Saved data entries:
┄┄┄┄┄┄┄┄┄┄
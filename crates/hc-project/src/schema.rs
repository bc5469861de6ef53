//! Project schema definitions.

use serde::{Deserialize, Serialize};

/// Newest schema version this crate reads and writes.
pub const LATEST_VERSION: u32 = 1;

#[derive(Debug, Clone, Serialize, Deserialize, PartialEq)]
pub struct Project {
    pub version: u32,
    pub name: String,
    #[serde(default)]
    pub solver: SolverDef,
    #[serde(default)]
    pub junctions: Vec<JunctionDef>,
    #[serde(default)]
    pub pipes: Vec<PipeDef>,
    #[serde(default)]
    pub loops: Vec<LoopDef>,
}

#[derive(Debug, Clone, Serialize, Deserialize, PartialEq)]
pub struct SolverDef {
    #[serde(default = "default_max_iterations")]
    pub max_iterations: usize,
    #[serde(default = "default_tolerance")]
    pub tolerance: f64,
    #[serde(default)]
    pub reconciliation: ReconciliationDef,
}

impl Default for SolverDef {
    fn default() -> Self {
        Self {
            max_iterations: default_max_iterations(),
            tolerance: default_tolerance(),
            reconciliation: ReconciliationDef::default(),
        }
    }
}

fn default_max_iterations() -> usize {
    100
}

fn default_tolerance() -> f64 {
    0.01
}

#[derive(Debug, Clone, Copy, Serialize, Deserialize, PartialEq, Eq, Default)]
#[serde(rename_all = "lowercase")]
pub enum ReconciliationDef {
    #[default]
    Average,
    Superpose,
}

#[derive(Debug, Clone, Serialize, Deserialize, PartialEq)]
pub struct JunctionDef {
    pub id: String,
    /// Withdrawal in cfs; negative for a supply.
    #[serde(default)]
    pub demand_cfs: f64,
}

#[derive(Debug, Clone, Serialize, Deserialize, PartialEq)]
pub struct PipeDef {
    pub id: String,
    pub from: String,
    pub to: String,
    pub length_ft: f64,
    pub diameter_in: f64,
    /// Hazen-Williams C.
    pub roughness: f64,
    /// Starting guess in the from -> to direction.
    #[serde(default)]
    pub initial_flow_cfs: f64,
}

#[derive(Debug, Clone, Serialize, Deserialize, PartialEq)]
pub struct LoopDef {
    pub id: String,
    pub pipes: Vec<LoopMemberDef>,
}

#[derive(Debug, Clone, Serialize, Deserialize, PartialEq)]
pub struct LoopMemberDef {
    pub pipe: String,
    pub orientation: OrientationDef,
}

#[derive(Debug, Clone, Copy, Serialize, Deserialize, PartialEq, Eq)]
pub enum OrientationDef {
    #[serde(rename = "+")]
    Forward,
    #[serde(rename = "-")]
    Reverse,
}
//! Per-loop head-loss balance and flow correction.
//!
//! For each member pipe of a loop:
//! - signed head loss h = k·|Q|^n·sign(Q)·orientation
//! - slope n·k·|Q|^(n-1), never negative
//!
//! and the loop correction is the first-order Newton step
//! Δ = -Σh / Σ(n·k·|Q|^(n-1)).
//!
//! Zero flow: a pipe at exactly Q = 0 contributes zero head loss and zero
//! slope. It is listed in [`LoopCorrection::zero_flow_pipes`]. If the whole
//! slope sum is zero the loop is degenerate and Δ is defined as 0.
//!
//! Overflow: if Δ comes out non-finite (head loss beyond `f64` range) it is
//! set to 0 and the loop is marked [`LoopCorrection::non_finite`]. Such a loop
//! never counts as converged.

use hc_core::{LoopId, PipeId, Real};
use hc_network::Loop;
use tracing::debug;

use crate::error::SolverResult;
use crate::problem::HardyCrossProblem;
use crate::state::FlowState;

/// Result of balancing one loop against a committed flow state.
#[derive(Debug, Clone, PartialEq)]
pub struct LoopCorrection {
    pub loop_id: LoopId,
    /// Flow correction in the loop's traversal direction (cfs).
    pub delta: Real,
    /// Σ signed head loss around the loop (ft).
    pub head_loss_sum: Real,
    /// Σ n·k·|Q|^(n-1) over the loop's pipes.
    pub slope_sum: Real,
    /// Slope sum was zero, so `delta` was forced to 0.
    pub degenerate: bool,
    /// The raw correction was not finite, so `delta` was forced to 0.
    pub non_finite: bool,
    /// Member pipes that were at exactly zero flow.
    pub zero_flow_pipes: Vec<PipeId>,
}

/// Compute the correction for `lp` without touching `flows`.
pub fn loop_correction(
    problem: &HardyCrossProblem<'_>,
    lp: &Loop,
    flows: &FlowState,
) -> SolverResult<LoopCorrection> {
    flows.ensure_matches(problem.network)?;

    let mut head_loss_sum = 0.0;
    let mut slope_sum = 0.0;
    let mut zero_flow_pipes = Vec::new();

    for member in &lp.members {
        let model = problem.model(member.pipe)?;
        let q = flows.flow(member.pipe)?;

        if q == 0.0 {
            zero_flow_pipes.push(member.pipe);
            continue;
        }

        head_loss_sum += model.head_loss(q) * member.orientation.sign();
        slope_sum += model.slope(q);
    }

    if !zero_flow_pipes.is_empty() {
        debug!(
            loop_name = %lp.name,
            pipes = ?zero_flow_pipes,
            "zero flow in loop members, treated as zero head loss and slope"
        );
    }

    let degenerate = slope_sum == 0.0;
    let raw = if degenerate {
        0.0
    } else {
        -head_loss_sum / slope_sum
    };
    let non_finite = !raw.is_finite();
    let delta = if non_finite { 0.0 } else { raw };

    Ok(LoopCorrection {
        loop_id: lp.id,
        delta,
        head_loss_sum,
        slope_sum,
        degenerate,
        non_finite,
        zero_flow_pipes,
    })
}

/// Corrections for every loop, all against the same committed state.
pub fn all_corrections(
    problem: &HardyCrossProblem<'_>,
    flows: &FlowState,
) -> SolverResult<Vec<LoopCorrection>> {
    problem
        .network
        .loops()
        .iter()
        .map(|lp| loop_correction(problem, lp, flows))
        .collect()
}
┄┄┄┄┄┄┄┄┄┄
• [WHAT YOU SHOULD DO]:
Every piece of the data is to be set down again exactly.

• [WRITTEN RESPONSE]:
filename crates/hc-project/src/schema.rs
repository bc5469861de6ef53
//! Project schema definitions.

use serde::{Deserialize, Serialize};

/// Newest schema version this crate reads and writes.
pub const LATEST_VERSION: u32 = 1;

#[derive(Debug, Clone, Serialize, Deserialize, PartialEq)]
pub struct Project {
    pub version: u32,
    pub name: String,
    #[serde(default)]
    pub solver: SolverDef,
    #[serde(default)]
    pub junctions: Vec<JunctionDef>,
    #[serde(default)]
    pub pipes: Vec<PipeDef>,
    #[serde(default)]
    pub loops: Vec<LoopDef>,
}

#[derive(Debug, Clone, Serialize, Deserialize, PartialEq)]
pub struct SolverDef {
    #[serde(default = "default_max_iterations")]
    pub max_iterations: usize,
    #[serde(default = "default_tolerance")]
    pub tolerance: f64,
    #[serde(default)]
    pub reconciliation: ReconciliationDef,
}

impl Default for SolverDef {
    fn default() -> Self {
        Self {
            max_iterations: default_max_iterations(),
            tolerance: default_tolerance(),
            reconciliation: ReconciliationDef::default(),
        }
    }
}

fn default_max_iterations() -> usize {
    100
}

fn default_tolerance() -> f64 {
    0.01
}

#[derive(Debug, Clone, Copy, Serialize, Deserialize, PartialEq, Eq, Default)]
#[serde(rename_all = "lowercase")]
pub enum ReconciliationDef {
    #[default]
    Average,
    Superpose,
}

#[derive(Debug, Clone, Serialize, Deserialize, PartialEq)]
pub struct JunctionDef {
    pub id: String,
    /// Withdrawal in cfs; negative for a supply.
    #[serde(default)]
    pub demand_cfs: f64,
}

#[derive(Debug, Clone, Serialize, Deserialize, PartialEq)]
pub struct PipeDef {
    pub id: String,
    pub from: String,
    pub to: String,
    pub length_ft: f64,
    pub diameter_in: f64,
    /// Hazen-Williams C.
    pub roughness: f64,
    /// Starting guess in the from -> to direction.
    #[serde(default)]
    pub initial_flow_cfs: f64,
}

#[derive(Debug, Clone, Serialize, Deserialize, PartialEq)]
pub struct LoopDef {
    pub id: String,
    pub pipes: Vec<LoopMemberDef>,
}

#[derive(Debug, Clone, Serialize, Deserialize, PartialEq)]
pub struct LoopMemberDef {
    pub pipe: String,
    pub orientation: OrientationDef,
}

#[derive(Debug, Clone, Copy, Serialize, Deserialize, PartialEq, Eq)]
pub enum OrientationDef {
    #[serde(rename = "+")]
    Forward,
    #[serde(rename = "-")]
    Reverse,
}
//! Per-loop head-loss balance and flow correction.
//!
//! For each member pipe of a loop:
//! - signed head loss h = k·|Q|^n·sign(Q)·orientation
//! - slope n·k·|Q|^(n-1), never negative
//!
//! and the loop correction is the first-order Newton step
//! Δ = -Σh / Σ(n·k·|Q|^(n-1)).
//!
//! Zero flow: a pipe at exactly Q = 0 contributes zero head loss and zero
//! slope. It is listed in [`LoopCorrection::zero_flow_pipes`]. If the whole
//! slope sum is zero the loop is degenerate and Δ is defined as 0.
//!
//! Overflow: if Δ comes out non-finite (head loss beyond `f64` range) it is
//! set to 0 and the loop is marked [`LoopCorrection::non_finite`]. Such a loop
//! never counts as converged.

use hc_core::{LoopId, PipeId, Real};
use hc_network::Loop;
use tracing::debug;

use crate::error::SolverResult;
use crate::problem::HardyCrossProblem;
use crate::state::FlowState;

/// Result of balancing one loop against a committed flow state.
#[derive(Debug, Clone, PartialEq)]
pub struct LoopCorrection {
    pub loop_id: LoopId,
    /// Flow correction in the loop's traversal direction (cfs).
    pub delta: Real,
    /// Σ signed head loss around the loop (ft).
    pub head_loss_sum: Real,
    /// Σ n·k·|Q|^(n-1) over the loop's pipes.
    pub slope_sum: Real,
    /// Slope sum was zero, so `delta` was forced to 0.
    pub degenerate: bool,
    /// The raw correction was not finite, so `delta` was forced to 0.
    pub non_finite: bool,
    /// Member pipes that were at exactly zero flow.
    pub zero_flow_pipes: Vec<PipeId>,
}

/// Compute the correction for `lp` without touching `flows`.
pub fn loop_correction(
    problem: &HardyCrossProblem<'_>,
    lp: &Loop,
    flows: &FlowState,
) -> SolverResult<LoopCorrection> {
    flows.ensure_matches(problem.network)?;

    let mut head_loss_sum = 0.0;
    let mut slope_sum = 0.0;
    let mut zero_flow_pipes = Vec::new();

    for member in &lp.members {
        let model = problem.model(member.pipe)?;
        let q = flows.flow(member.pipe)?;

        if q == 0.0 {
            zero_flow_pipes.push(member.pipe);
            continue;
        }

        head_loss_sum += model.head_loss(q) * member.orientation.sign();
        slope_sum += model.slope(q);
    }

    if !zero_flow_pipes.is_empty() {
        debug!(
            loop_name = %lp.name,
            pipes = ?zero_flow_pipes,
            "zero flow in loop members, treated as zero head loss and slope"
        );
    }

    let degenerate = slope_sum == 0.0;
    let raw = if degenerate {
        0.0
    } else {
        -head_loss_sum / slope_sum
    };
    let non_finite = !raw.is_finite();
    let delta = if non_finite { 0.0 } else { raw };

    Ok(LoopCorrection {
        loop_id: lp.id,
        delta,
        head_loss_sum,
        slope_sum,
        degenerate,
        non_finite,
        zero_flow_pipes,
    })
}

/// Corrections for every loop, all against the same committed state.
pub fn all_corrections(
    problem: &HardyCrossProblem<'_>,
    flows: &FlowState,
) -> SolverResult<Vec<LoopCorrection>> {
    problem
        .network
        .loops()
        .iter()
        .map(|lp| loop_correction(problem, lp, flows))
        .collect()
}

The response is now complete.